Six teams have been shortlisted to advance to stage 2 of the design competition

Aerial view of Parliament Hill and Block 2

PWGSC has announced six shortlisted teams for the Block 2 international design competition, to redesign the urban block facing Parliament Hill in Ottawa.  The six finalists were selected from a long-list of 12 competitors who prepared initial design concepts, which were evaluated by a team of technical advisors, as well as by a jury that met in Ottawa earlier this fall.

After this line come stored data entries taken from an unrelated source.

// helpers.rs: setup shared by the integration tests

use std::cell::RefCell;
use std::rc::Rc;

use libtransit::card::CardIdentity;
use libtransit::decode::TapContext;
use libtransit::reader::{Reader, ReaderBuilder};
use libtransit::test_support::shared_mock;
use libtransit::transport::{MockTransceiver, TargetHandle};
use libtransit::types::OutputFlags;
use libtransit::{CardDecoder, Result, UidKind};

pub fn init_logger() {
    let _ = env_logger::builder().is_test(true).try_init();
}

/// Run one decoder against a scripted mock and return the identity, the
/// decode outcome and everything written to the sink.
pub fn run_decoder(
    decoder: &dyn CardDecoder,
    uid_kind: UidKind,
    uid: &[u8],
    responses: Vec<Option<Vec<u8>>>,
    flags: OutputFlags,
) -> (CardIdentity, Result<libtransit::InfoKind>, Vec<u8>, MockTransceiver) {
    let mut mock = MockTransceiver::new();
    mock.responses.extend(responses);
    let mut sink: Vec<u8> = Vec::new();
    let mut card = CardIdentity::from_uid(uid_kind, uid).unwrap();
    let outcome = {
        let mut ctx = TapContext::new(&mut mock, TargetHandle(1), &mut sink, flags);
        decoder.decode(&mut ctx, &mut card)
    };
    (card, outcome, sink, mock)
}

/// Reader over an in-memory sink with a shared mock behind it
pub fn mock_reader(flags: OutputFlags) -> (Reader<Vec<u8>>, Rc<RefCell<MockTransceiver>>) {
    init_logger();
    let (boxed, mock) = shared_mock();
    let reader = ReaderBuilder::new()
        .with_transceiver(boxed)
        .output_flags(flags)
        .build()
        .unwrap();
    (reader, mock)
}
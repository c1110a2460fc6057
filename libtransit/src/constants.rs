// libtransit/src/constants.rs
//! Protocol constants shared across the crate

/// Start of an outbound or inbound packet
pub const STX: u8 = 0x02;

/// End of an outbound or inbound packet
pub const ETX: u8 = 0x04;

/// Terminator after every outbound packet and unframed line
pub const LINE_END: &[u8] = b"\r\n";

/// Written on the wire when an inbound packet overflows the command buffer
pub const NAK: u8 = 0x15;

/// Capacity of the inbound command buffer
pub const COMMAND_BUFFER_LEN: usize = 8;

/// Longest info text a CardIdentity may carry
pub const INFO_CAPACITY: usize = 20;

/// Longest anticollision UID a CardIdentity may carry
pub const UID_CAPACITY: usize = 8;

/// PN532 InAutoPoll target type codes (User Manual 7.3.13): Mifare
pub const TARGET_TYPE_MIFARE: u8 = 0x10;
/// FeliCa at 212 kbps
pub const TARGET_TYPE_FELICA_212: u8 = 0x11;
/// FeliCa at 424 kbps
pub const TARGET_TYPE_FELICA_424: u8 = 0x12;
/// ISO14443A card with an application directory
pub const TARGET_TYPE_ISO14443A: u8 = 0x20;

/// Mifare Ultralight READ (returns four 4-byte pages)
pub const MIFARE_CMD_READ: u8 = 0x30;

/// First page of the issuer data block on Mifare memory cards
pub const MIFARE_ISSUER_PAGE: u8 = 4;

/// Bytes returned by a single MIFARE_CMD_READ
pub const MIFARE_READ_LEN: usize = 16;

/// UID length of the memory-card family carrying HSL/Troika data
pub const MIFARE_UID_LEN: usize = 7;

/// HSL issuer prefix found in page bytes 1..4
pub const HSL_ISSUER_SIGNATURE: u32 = 0x92_46_21;

/// Troika marker byte at page offset 0
pub const TROIKA_MARKER: u8 = 0x45;

/// DESFire-style native command listing the card's application IDs
pub const ISO14443A_CMD_GET_APPLICATION_IDS: u8 = 0x6A;
/// Select an application by its 3-byte ID
pub const ISO14443A_CMD_SELECT_APPLICATION: u8 = 0x5A;
/// Read bytes from a file of the selected application
pub const ISO14443A_CMD_READ_DATA: u8 = 0xBD;

/// Application ID of Myki (Melbourne)
pub const APP_ID_MYKI: u32 = 0x00_11_F2;
/// Opal (Sydney)
pub const APP_ID_OPAL: u32 = 0x31_45_53;
/// Clipper (San Francisco Bay Area)
pub const APP_ID_CLIPPER: u32 = 0x90_11_F2;

/// Fixed prefix of every Opal card number
pub const OPAL_SERIAL_PREFIX: &str = "308522";

/// Stand-in for the Myki check digit, which is not computed
pub const MYKI_CHECK_PLACEHOLDER: char = 'x';

/// How long an LED mode set over the serial line is held
pub const LED_HOLD_MS: u64 = 20_000;
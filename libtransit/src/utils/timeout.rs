//! Timing helpers.
//!
//! The reader keeps no clock of its own; callers pass `Instant`s in and
//! these helpers only name the durations involved.

use std::time::Duration;

/// Convert milliseconds to Duration.
pub fn ms(ms: u64) -> Duration {
    Duration::from_millis(ms)
}

/// How long an LED mode set over the serial line is held.
pub fn default_led_hold() -> Duration {
    ms(crate::constants::LED_HOLD_MS)
}
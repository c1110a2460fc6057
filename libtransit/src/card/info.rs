//! Bounded printable text for decoded serials.

use crate::constants::INFO_CAPACITY;
use crate::{Error, Result};

/// Rendered serial/account number: printable ASCII, at most
/// `INFO_CAPACITY` characters. Construction fails rather than truncate.
#[derive(Debug, Clone, PartialEq, Eq, Default)]
#[cfg_attr(feature = "serde", derive(serde::Serialize))]
pub struct InfoText(String);

impl InfoText {
    /// Validate and wrap `text`.
    pub fn new(text: impl Into<String>) -> Result<Self> {
        let text = text.into();
        if let Some(&b) = text.as_bytes().iter().find(|&&b| !(0x20..=0x7e).contains(&b)) {
            return Err(Error::InfoNotPrintable(b));
        }
        if text.len() > INFO_CAPACITY {
            return Err(Error::InfoOverflow {
                capacity: INFO_CAPACITY,
                actual: text.len(),
            });
        }
        Ok(Self(text))
    }

    /// Text of an identity with nothing decoded
    pub fn empty() -> Self {
        Self(String::new())
    }

    /// The text itself
    pub fn as_str(&self) -> &str {
        &self.0
    }

    /// Length in bytes (equal to characters, as the text is ASCII)
    pub fn len(&self) -> usize {
        self.0.len()
    }

    /// True when nothing is held
    pub fn is_empty(&self) -> bool {
        self.0.is_empty()
    }
}

impl std::fmt::Display for InfoText {
    fn fmt(&self, f: &mut std::fmt::Formatter<'_>) -> std::fmt::Result {
        f.write_str(&self.0)
    }
}
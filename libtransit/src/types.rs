// libtransit/src/types.rs

//! Small value types shared by every layer: card kinds, UIDs,
//! application IDs and output flags.

use crate::constants::{
    TARGET_TYPE_FELICA_212, TARGET_TYPE_FELICA_424, TARGET_TYPE_ISO14443A, TARGET_TYPE_MIFARE,
    UID_CAPACITY,
};
use crate::Error;
use derive_more::Display;

/// Physical card technology reported by the transceiver
#[derive(Debug, Display, Clone, Copy, PartialEq, Eq, Hash, Default)]
#[cfg_attr(feature = "serde", derive(serde::Serialize))]
pub enum UidKind {
    /// No card represented
    #[default]
    #[display(fmt = "NONE")]
    None,
    /// A target type this crate does not know how to label
    #[display(fmt = "ERROR")]
    Unknown,
    /// Mifare memory card (PN532 target type 0x10)
    #[display(fmt = "mifare")]
    Mifare,
    /// ISO14443A card with an application directory
    #[display(fmt = "iso14443a")]
    Iso14443a,
    /// FeliCa card at either bit rate
    #[display(fmt = "felica")]
    Felica,
}

impl UidKind {
    /// Classify a PN532 InAutoPoll target type byte.
    pub fn from_target_type(code: u8) -> Self {
        match code {
            TARGET_TYPE_MIFARE => Self::Mifare,
            TARGET_TYPE_FELICA_212 | TARGET_TYPE_FELICA_424 => Self::Felica,
            TARGET_TYPE_ISO14443A => Self::Iso14443a,
            _ => Self::Unknown,
        }
    }

    /// Kinds that may be reported as a `cardid=` fallback
    pub fn is_reportable(&self) -> bool {
        !matches!(self, Self::None | Self::Unknown)
    }
}

/// Ticketing scheme whose serial number was decoded
#[derive(Debug, Display, Clone, Copy, PartialEq, Eq, Hash, Default)]
#[cfg_attr(feature = "serde", derive(serde::Serialize))]
pub enum InfoKind {
    /// Nothing decoded yet
    #[default]
    #[display(fmt = "NONE")]
    None,
    /// Helsinki Region Transport (HSL)
    #[display(fmt = "hsl")]
    SerialHsl,
    /// Moscow Troika
    #[display(fmt = "troika")]
    SerialTroika,
    /// Myki; the wire label keeps its historical spelling
    #[display(fmt = "miki")]
    SerialMiki,
    /// Sydney Opal
    #[display(fmt = "opal")]
    SerialOpal,
    /// San Francisco Bay Area Clipper
    #[display(fmt = "clipper")]
    SerialClipper,
}

/// Anticollision UID (0..=8 bytes)
#[derive(Debug, Clone, Copy, Default, Eq)]
#[cfg_attr(feature = "serde", derive(serde::Serialize))]
pub struct Uid {
    bytes: [u8; UID_CAPACITY],
    len: u8,
}

impl Uid {
    /// The zero-length UID
    pub const EMPTY: Self = Self {
        bytes: [0; UID_CAPACITY],
        len: 0,
    };

    /// The UID bytes actually in use
    pub fn as_bytes(&self) -> &[u8] {
        &self.bytes[..self.len as usize]
    }

    /// Number of UID bytes
    pub fn len(&self) -> usize {
        self.len as usize
    }

    /// True for the zero-length UID
    pub fn is_empty(&self) -> bool {
        self.len == 0
    }

    /// Uppercase hex, two digits per byte
    pub fn to_hex(&self) -> String {
        crate::utils::bytes_to_hex(self.as_bytes())
    }
}

impl PartialEq for Uid {
    fn eq(&self, other: &Self) -> bool {
        self.as_bytes() == other.as_bytes()
    }
}

impl TryFrom<&[u8]> for Uid {
    type Error = Error;

    fn try_from(bytes: &[u8]) -> Result<Self, Self::Error> {
        if bytes.len() > UID_CAPACITY {
            return Err(Error::InvalidLength {
                expected: UID_CAPACITY,
                actual: bytes.len(),
            });
        }
        let mut arr = [0u8; UID_CAPACITY];
        arr[..bytes.len()].copy_from_slice(bytes);
        Ok(Self {
            bytes: arr,
            len: bytes.len() as u8,
        })
    }
}

/// 3-byte application identifier on an ISO14443A card
#[derive(Debug, Display, Clone, Copy, PartialEq, Eq, Hash)]
#[display(fmt = "{:06X}", _0)]
#[cfg_attr(feature = "serde", derive(serde::Serialize))]
pub struct AppId(u32);

impl AppId {
    /// Build from the low 24 bits of `id`
    pub const fn new(id: u32) -> Self {
        Self(id & 0x00ff_ffff)
    }

    /// Parse three big-endian bytes.
    pub fn from_be_slice(bytes: &[u8]) -> Self {
        Self(crate::utils::be24(bytes))
    }

    /// The ID as an integer
    pub fn as_u32(&self) -> u32 {
        self.0
    }

    /// The three bytes as sent in a select command
    pub fn to_be_bytes(&self) -> [u8; 3] {
        let b = self.0.to_be_bytes();
        [b[1], b[2], b[3]]
    }
}

/// Verbosity switches toggled over the inbound serial protocol
#[derive(Debug, Clone, Copy, PartialEq, Eq, Default)]
#[cfg_attr(feature = "serde", derive(serde::Serialize))]
pub struct OutputFlags(u8);

impl OutputFlags {
    /// Emit `apps=` and `page[4..7]=` raw dumps
    pub const RAW_ALL: Self = Self(1);
    /// Emit a `rawtag=` message for every new target
    pub const RAW_TAG: Self = Self(2);
    /// Run the ISO7816 diagnostic pass on ISO14443A targets
    pub const EXTRA: Self = Self(4);

    /// No output switched on
    pub const fn empty() -> Self {
        Self(0)
    }

    /// Build from raw bits; unknown bits are dropped
    pub const fn from_bits(bits: u8) -> Self {
        Self(bits & 0x07)
    }

    /// Raw bit value
    pub const fn bits(&self) -> u8 {
        self.0
    }

    /// True if every flag in `other` is set
    pub const fn contains(&self, other: Self) -> bool {
        self.0 & other.0 == other.0
    }

    /// Switch the flags in `other` on
    pub fn insert(&mut self, other: Self) {
        self.0 |= other.0;
    }

    /// Switch the flags in `other` off
    pub fn remove(&mut self, other: Self) {
        self.0 &= !other.0;
    }

    /// Switch the flags in `other` on or off
    pub fn set(&mut self, other: Self, on: bool) {
        if on {
            self.insert(other)
        } else {
            self.remove(other)
        }
    }
}

impl std::ops::BitOr for OutputFlags {
    type Output = Self;

    fn bitor(self, rhs: Self) -> Self {
        Self(self.0 | rhs.0)
    }
}
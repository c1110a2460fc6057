#[path = "../common/mod.rs"]
mod common;

use common::fixtures;
use common::helpers::mock_reader;
use libtransit::led::LedMode;
use libtransit::test_support::payloads;
use libtransit::{OutputFlags, UidKind};

#[test]
fn raw_tag_toggled_over_serial() {
    let (mut reader, mock) = mock_reader(OutputFlags::empty());
    reader.handle_serial_bytes(b"\x02t\x04").unwrap();
    assert!(reader.flags().contains(OutputFlags::RAW_TAG));

    mock.borrow_mut()
        .add_target(UidKind::Felica, &fixtures::from_hex("0123456789abcdef"))
        .unwrap();
    reader.poll().unwrap();
    assert_eq!(
        payloads(reader.sink())[0],
        "rawtag=felica/0123456789ABCDEF"
    );
}

#[test]
fn hello_and_unknown_commands() {
    let (mut reader, _) = mock_reader(OutputFlags::empty());
    reader.handle_serial_bytes(b"\x02Z\x04\x02HH\x04\x02H\x04").unwrap();
    assert_eq!(reader.sink().as_slice(), b"Hello\r\n");
}

#[test]
fn overflow_nak_then_resync() {
    let (mut reader, _) = mock_reader(OutputFlags::empty());
    reader
        .handle_serial_bytes(b"\x02overlong!\x04\x04\x025\x04")
        .unwrap();
    assert_eq!(reader.sink().as_slice(), &[0x15]);
    assert_eq!(reader.leds().led1.mode, LedMode::Blink2);
    assert_eq!(reader.leds().led2.mode, LedMode::Off);
}

#[test]
fn led_off_clears_both() {
    let (mut reader, _) = mock_reader(OutputFlags::empty());
    reader.handle_serial_bytes(b"\x021\x04\x024\x04").unwrap();
    assert_eq!(reader.leds().led1.mode, LedMode::On);
    assert_eq!(reader.leds().led2.mode, LedMode::Blink1);
    reader.handle_serial_bytes(b"\x020\x04").unwrap();
    assert_eq!(reader.leds().led1.mode, LedMode::Off);
    assert_eq!(reader.leds().led2.mode, LedMode::Off);
    assert!(reader.leds().led1.hold_until.is_none());
}
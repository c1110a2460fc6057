#[path = "../common/mod.rs"]
mod common;

use common::fixtures;
use common::helpers::run_decoder;
use libtransit::decode::MifareDecoder;
use libtransit::test_support::payloads;
use libtransit::{Error, InfoKind, OutputFlags, UidKind};

#[test]
fn hsl_card_decodes() {
    let (card, outcome, sink, mock) = run_decoder(
        &MifareDecoder,
        UidKind::Mifare,
        &fixtures::mifare_uid(),
        vec![Some(fixtures::hsl_page())],
        OutputFlags::empty(),
    );
    assert_eq!(outcome.unwrap(), InfoKind::SerialHsl);
    assert_eq!(card.render_info(), format!("hsl/{}", fixtures::HSL_SERIAL));
    assert!(sink.is_empty());
    assert_eq!(mock.commands(), vec![&[0x30u8, 0x04][..]]);
}

#[test]
fn hsl_serial_is_deterministic() {
    let run = || {
        run_decoder(
            &MifareDecoder,
            UidKind::Mifare,
            &fixtures::mifare_uid(),
            vec![Some(fixtures::hsl_page())],
            OutputFlags::empty(),
        )
        .0
        .render_info()
    };
    assert_eq!(run(), run());
}

#[test]
fn troika_card_decodes() {
    let (card, outcome, _, _) = run_decoder(
        &MifareDecoder,
        UidKind::Mifare,
        &fixtures::mifare_uid(),
        vec![Some(fixtures::troika_page())],
        OutputFlags::empty(),
    );
    assert_eq!(outcome.unwrap(), InfoKind::SerialTroika);
    assert_eq!(card.info().as_str(), fixtures::TROIKA_SERIAL);
}

#[test]
fn raw_all_dumps_page_even_when_unrecognised() {
    let page = vec![0u8; 16];
    let (card, outcome, sink, _) = run_decoder(
        &MifareDecoder,
        UidKind::Mifare,
        &fixtures::mifare_uid(),
        vec![Some(page)],
        OutputFlags::RAW_ALL,
    );
    assert!(matches!(outcome, Err(Error::Unrecognized)));
    assert!(!card.has_info());
    assert_eq!(
        payloads(&sink),
        vec!["page[4..7]=00000000000000000000000000000000"]
    );
}

#[test]
fn short_or_failed_read_is_silent() {
    for resp in [Some(vec![0u8; 15]), None] {
        let (card, outcome, sink, _) = run_decoder(
            &MifareDecoder,
            UidKind::Mifare,
            &fixtures::mifare_uid(),
            vec![resp],
            OutputFlags::RAW_ALL,
        );
        assert!(outcome.is_err());
        assert!(!card.has_info());
        assert!(sink.is_empty());
    }
}

#[test]
fn four_byte_uid_is_not_read() {
    let (_, outcome, _, mock) = run_decoder(
        &MifareDecoder,
        UidKind::Mifare,
        &[0xde, 0xad, 0xbe, 0xef],
        vec![],
        OutputFlags::empty(),
    );
    assert!(matches!(outcome, Err(Error::UnsupportedUid(4))));
    assert!(mock.sent.is_empty());
}

#[test]
fn decoder_flushes_held_serial_before_storing_new_one() {
    use libtransit::card::{CardIdentity, InfoText};
    use libtransit::decode::{CardDecoder, TapContext};
    use libtransit::transport::{MockTransceiver, TargetHandle};

    let mut mock = MockTransceiver::new();
    mock.push_response(fixtures::hsl_page());
    let mut sink: Vec<u8> = Vec::new();
    let mut card = CardIdentity::from_uid(UidKind::Mifare, &fixtures::mifare_uid()).unwrap();
    card.replace_info(
        InfoKind::SerialTroika,
        InfoText::new(fixtures::TROIKA_SERIAL).unwrap(),
        &mut sink,
    )
    .unwrap();
    assert!(sink.is_empty());

    {
        let mut ctx = TapContext::new(&mut mock, TargetHandle(1), &mut sink, OutputFlags::empty());
        assert_eq!(
            MifareDecoder.decode(&mut ctx, &mut card).unwrap(),
            InfoKind::SerialHsl
        );
    }
    assert_eq!(
        payloads(&sink),
        vec![format!("serial=troika/{}", fixtures::TROIKA_SERIAL)]
    );
    assert_eq!(card.render_info(), format!("hsl/{}", fixtures::HSL_SERIAL));

    card.send_best_identity(&mut sink).unwrap();
    assert_eq!(
        payloads(&sink),
        vec![
            format!("serial=troika/{}", fixtures::TROIKA_SERIAL),
            format!("cardid=hsl/{}", fixtures::HSL_SERIAL),
        ]
    );
}
//! Test support helpers intended for use by unit and integration tests.
//!
//! These helpers centralize common MockTransceiver setup so tests across
//! the crate and tests/ directory can reuse the same logic.
#![allow(dead_code)]

use std::cell::RefCell;
use std::rc::Rc;

use crate::protocol::Frame;
use crate::transport::{MockTransceiver, Target, TargetHandle, Transceiver};
use crate::types::AppId;
use crate::Result;

/// Transceiver that delegates into a shared MockTransceiver, so a test can
/// inspect what was sent after a Reader has taken ownership.
#[doc(hidden)]
pub struct SharedTransceiver {
    /// The mock every call is forwarded to
    pub inner: Rc<RefCell<MockTransceiver>>,
}

impl Transceiver for SharedTransceiver {
    fn list_targets(&mut self) -> Result<Vec<Target>> {
        self.inner.borrow_mut().list_targets()
    }

    fn exchange(&mut self, target: TargetHandle, command: &[u8]) -> Result<Vec<u8>> {
        self.inner.borrow_mut().exchange(target, command)
    }
}

/// Box a fresh MockTransceiver for a Reader and keep a handle to it.
#[doc(hidden)]
pub fn shared_mock() -> (Box<dyn Transceiver>, Rc<RefCell<MockTransceiver>>) {
    let inner = Rc::new(RefCell::new(MockTransceiver::new()));
    let boxed = Box::new(SharedTransceiver {
        inner: Rc::clone(&inner),
    });
    (boxed, inner)
}

/// Text of every framed packet in captured sink output, in order.
/// Unframed lines and NAK bytes are skipped.
#[doc(hidden)]
pub fn payloads(stream: &[u8]) -> Vec<String> {
    Frame::split_stream(stream)
        .into_iter()
        .map(|p| String::from_utf8_lossy(&p).into_owned())
        .collect()
}

/// Page-4 block of an HSL card. With `MIFARE_TEST_UID` it decodes to
/// `hsl/92462100121259093A`.
#[doc(hidden)]
pub fn hsl_page() -> Vec<u8> {
    let mut p = vec![0u8; 16];
    p[..7].copy_from_slice(&[0x00, 0x92, 0x46, 0x21, 0x00, 0x12, 0xa0]);
    p
}

/// Page-4 block of a Troika card; decodes to `troika/591751049`.
#[doc(hidden)]
pub fn troika_page() -> Vec<u8> {
    let mut p = vec![0u8; 16];
    p[..8].copy_from_slice(&[0x45, 0xdb, 0x12, 0x34, 0x56, 0x78, 0x9a, 0xbc]);
    p
}

/// UID used with the Mifare page fixtures
#[doc(hidden)]
pub const MIFARE_TEST_UID: [u8; 7] = [0x04, 0x12, 0x34, 0x56, 0x01, 0x02, 0x03];

/// GET_APPLICATION_IDS response listing `ids` after a zero status byte.
#[doc(hidden)]
pub fn app_ids_response(ids: &[AppId]) -> Vec<u8> {
    let mut resp = vec![0x00];
    for id in ids {
        resp.extend_from_slice(&id.to_be_bytes());
    }
    resp
}

/// Queue a full application decode: listing, select ack, then the file.
#[doc(hidden)]
pub fn seed_application(mock: &mut MockTransceiver, ids: &[AppId], file: Vec<u8>) {
    mock.push_response(app_ids_response(ids));
    mock.push_response(vec![0x00]);
    mock.push_response(file);
}
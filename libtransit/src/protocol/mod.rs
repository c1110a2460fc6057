// libtransit/src/protocol/mod.rs

//! The host-facing serial protocol.
//!
//! Outbound traffic is framed text packets plus a few unframed lines;
//! inbound traffic is single-character commands in the same framing.

pub mod control;
pub mod frame;
pub mod receiver;
pub mod sink;

pub use control::ControlCommand;
pub use frame::Frame;
pub use receiver::{CommandReceiver, InboundEvent};
pub use sink::{PacketSink, PacketWriter};
// libtransit/src/card/mod.rs

//! The per-tap result record and its wire rendering.

use crate::protocol::PacketSink;
use crate::transport::Target;
use crate::types::{InfoKind, Uid, UidKind};
use crate::Result;

mod info;
pub use info::InfoText;

/// Marker rendered in place of a label when a kind cannot be shown
pub const ERROR_LABEL: &str = "ERROR";

/// Identity of one tapped card: what the hardware reported (`uid_kind`,
/// `uid`) and, once a decoder succeeds, the ticketing serial it found
/// (`info_kind`, `info`).
///
/// Two identities are equal when their hardware identity matches; the
/// decoded info is derived data and does not take part.
#[derive(Debug, Clone, Default)]
#[cfg_attr(feature = "serde", derive(serde::Serialize))]
pub struct CardIdentity {
    uid_kind: UidKind,
    uid: Uid,
    info_kind: InfoKind,
    info: InfoText,
}

impl PartialEq for CardIdentity {
    fn eq(&self, other: &Self) -> bool {
        self.uid_kind == other.uid_kind && self.uid == other.uid
    }
}

impl Eq for CardIdentity {}

impl CardIdentity {
    /// An identity representing no card
    pub fn new() -> Self {
        Self::default()
    }

    /// An identity for `uid` with no info. Fails for UIDs over 8 bytes.
    pub fn from_uid(uid_kind: UidKind, uid: &[u8]) -> Result<Self> {
        let mut card = Self::new();
        card.set_uid(uid_kind, uid)?;
        Ok(card)
    }

    /// Replace the hardware identity, leaving any info in place.
    pub fn set_uid(&mut self, uid_kind: UidKind, uid: &[u8]) -> Result<()> {
        self.uid = Uid::try_from(uid)?;
        self.uid_kind = uid_kind;
        Ok(())
    }

    /// Card technology
    pub fn uid_kind(&self) -> UidKind {
        self.uid_kind
    }

    /// Anticollision UID
    pub fn uid(&self) -> &Uid {
        &self.uid
    }

    /// Scheme of the decoded serial, `InfoKind::None` if nothing decoded
    pub fn info_kind(&self) -> InfoKind {
        self.info_kind
    }

    /// Decoded serial text
    pub fn info(&self) -> &InfoText {
        &self.info
    }

    /// True once a decoder has stored a serial
    pub fn has_info(&self) -> bool {
        self.info_kind != InfoKind::None
    }

    /// `<kind>/<HEX uid>`, or the error marker alone for an unknown kind.
    pub fn render_uid(&self) -> String {
        match self.uid_kind {
            UidKind::Unknown => ERROR_LABEL.to_string(),
            kind => format!("{}/{}", kind, self.uid.to_hex()),
        }
    }

    /// `<scheme>/<serial>`, or the error marker alone when no scheme is set.
    pub fn render_info(&self) -> String {
        match self.info_kind {
            InfoKind::None => ERROR_LABEL.to_string(),
            kind => format!("{}/{}", kind, self.info),
        }
    }

    /// Emit the current info as a `serial=` packet, if there is any.
    /// Returns whether a packet was sent.
    pub fn flush_info(&self, sink: &mut dyn PacketSink) -> Result<bool> {
        if !self.has_info() {
            return Ok(false);
        }
        sink.send_packet(&format!("serial={}", self.render_info()))?;
        Ok(true)
    }

    /// Store a newly decoded serial. Any info already held is flushed
    /// first so a displayable result is never dropped.
    pub fn replace_info(
        &mut self,
        kind: InfoKind,
        info: InfoText,
        sink: &mut dyn PacketSink,
    ) -> Result<()> {
        self.flush_info(sink)?;
        self.info_kind = kind;
        self.info = info;
        log::info!("decoded {}", self.render_info());
        Ok(())
    }

    /// Forget the decoded serial without emitting it.
    pub fn clear_info(&mut self) {
        self.info_kind = InfoKind::None;
        self.info = InfoText::empty();
    }

    /// Emit the most specific identity available as a `cardid=` packet:
    /// the decoded serial, else the UID of a recognised card type, else
    /// nothing. Returns whether a packet was sent.
    pub fn send_best_identity(&self, sink: &mut dyn PacketSink) -> Result<bool> {
        let body = if self.has_info() {
            self.render_info()
        } else if self.uid_kind.is_reportable() {
            self.render_uid()
        } else {
            return Ok(false);
        };
        sink.send_packet(&format!("cardid={}", body))?;
        Ok(true)
    }
}

impl From<&Target> for CardIdentity {
    fn from(target: &Target) -> Self {
        Self {
            uid_kind: target.uid_kind,
            uid: target.uid,
            ..Self::default()
        }
    }
}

The following teams will advance to stage 2 of the competition:

  • Diamond Schmitt Architects (Toronto, Canada) in joint venture with Bjarke Ingels Group (New York, United States), KWC Architects (Ottawa, Canada) and ERA Architects (Toronto, Canada)
  • NEUF Architects (Ottawa, Canada) in joint venture with Renzo Piano Building Workshop (Paris, France)
  • Provencher Roy + Associés Architectes Inc. (Montréal, Canada)
  • Watson MacEwen Teramura Architects (Ottawa, Canada) in joint venture with Behnisch Architekten (Boston, United States)
  • Wilkinson Eyre (London, United Kingdom) in association with IDEA Inc. (Ottawa, Canada)
  • Zeidler Architecture Inc. (Toronto, Canada) in association with David Chipperfield Architects (London, United Kingdom)

“I’ve always known that at some point we would get around to filling in the biggest missing piece—which was what we now call Block 2, but we could also call the fourth side of Parliament Square, or the closing of Parliament Hill,” says Honorary Jury Chair John Ralston Saul. “I realize that there is the whole utilitarian aspect to what the building on Block 2 will have to be and do [in containing Parliamentary offices, among other functions]. And we know that the Sparks Street side of the building will be some kind of architectural palimpsest, given the number of protected buildings.”

“But the Wellington side—the Fourth Side of Parliament Square—cannot help but call for drama, inspiration, and frankly, magic. There has to be something astonishing about what is done there, which will fit in with the magic of the other three Parliament buildings,” says Saul.

“When we met in September, the path at the centre of the Parliamentary Lawn was full of the desperately sad, tiny shoes symbolizing the dead children from the residential school atrocities,” wrote jury chair Bruce Haden in a guest editorial for Canadian Architect. “It was a heartbreaking reminder of the responsibility of this future architecture to provide an inspirational and timeless backdrop to both the triumphs and tragedies of our Canada.”